All lines from the one with "b.iter(|| position_only.evaluate(black_box(1.5 *" onward, through the last line of the records below, are to be retyped word for word.

Stored data entries:
::::::
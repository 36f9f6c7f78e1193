use criterion::{black_box, criterion_group, criterion_main, BatchSize, Criterion};

use nalgebra::Vector3;
use orrery::{
    chebyshev::{chebyshev_basis, ChebyshevRecord},
    kernel::{
        spk_type::SpkDataType,
        writer::{SegmentSpec, SpkWriter},
    },
    Kernel,
};

const DAY: f64 = 86_400.0;

/// A DE-like record: 13 coefficients per component over 16 days.
fn record(components: usize) -> ChebyshevRecord {
    let mut words = vec![0.0, 8.0 * DAY];
    for c in 0..components {
        words.extend((0..13).map(|k| (c as f64 + 1.0) * 1.0e5 / (1.0 + k as f64).powi(3)));
    }
    ChebyshevRecord::from_words(&words, components).expect("well-formed record")
}

fn bench_record(c: &mut Criterion) {
    let position_only = record(3);
    let with_velocity = record(6);

    c.bench_function("chebyshev/basis_13", |b| {
        b.iter(|| chebyshev_basis(black_box(0.37), black_box(13)))
    });

    c.bench_function("chebyshev/type2_record", |b| {
        b.iter(|| position_only.evaluate(black_box(1.5 * DAY)).unwrap())
    });

    c.bench_function("chebyshev/type3_record", |b| {
        b.iter(|| with_velocity.evaluate(black_box(-3.25 * DAY)).unwrap())
    });
}

fn bench_kernel_lookup(c: &mut Criterion) {
    let series = (0..2_000)
        .map(|i| {
            let x = i as f64;
            vec![x, 0.5, 0.01, x, 0.25, 0.0, x, 0.1, 0.0]
        })
        .collect();
    let spec = SegmentSpec::uniform(
        301,
        3,
        -1_000.0 * 4.0 * DAY,
        4.0 * DAY,
        series,
        SpkDataType::ChebyshevPositionOnly,
    )
    .unwrap();
    let kernel = Kernel::from_bytes("bench.bsp", SpkWriter::new("BENCH").segment(spec).to_bytes())
        .unwrap();

    c.bench_function("kernel/evaluate_link_random_epochs", |b| {
        let mut k = 0u64;
        b.iter_batched(
            || {
                k = k.wrapping_mul(6364136223846793005).wrapping_add(1442695040888963407);
                (k >> 11) as f64 / (1u64 << 53) as f64 * 7_999.0 * DAY - 4_000.0 * DAY
            },
            |et| {
                let (p, v): (Vector3<f64>, Vector3<f64>) = kernel.evaluate_link(3, 301, et).unwrap();
                black_box((p, v))
            },
            BatchSize::SmallInput,
        )
    });
}

criterion_group!(benches, bench_record, bench_kernel_lookup);
criterion_main!(benches);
::::::
- _Solution to this task_
        b.iter(|| position_only.evaluate(black_box(1.5 * DAY)).unwrap())
    });

    c.bench_function("chebyshev/type3_record", |b| {
        b.iter(|| with_velocity.evaluate(black_box(-3.25 * DAY)).unwrap())
    });
}

fn bench_kernel_lookup(c: &mut Criterion) {
    let series = (0..2_000)
        .map(|i| {
            let x = i as f64;
            vec![x, 0.5, 0.01, x, 0.25, 0.0, x, 0.1, 0.0]
        })
        .collect();
    let spec = SegmentSpec::uniform(
        301,
        3,
        -1_000.0 * 4.0 * DAY,
        4.0 * DAY,
        series,
        SpkDataType::ChebyshevPositionOnly,
    )
    .unwrap();
    let kernel = Kernel::from_bytes("bench.bsp", SpkWriter::new("BENCH").segment(spec).to_bytes())
        .unwrap();

    c.bench_function("kernel/evaluate_link_random_epochs", |b| {
        let mut k = 0u64;
        b.iter_batched(
            || {
                k = k.wrapping_mul(6364136223846793005).wrapping_add(1442695040888963407);
                (k >> 11) as f64 / (1u64 << 53) as f64 * 7_999.0 * DAY - 4_000.0 * DAY
            },
            |et| {
                let (p, v): (Vector3<f64>, Vector3<f64>) = kernel.evaluate_link(3, 301, et).unwrap();
                black_box((p, v))
            },
            BatchSize::SmallInput,
        )
    });
}

criterion_group!(benches, bench_record, bench_kernel_lookup);
criterion_main!(benches);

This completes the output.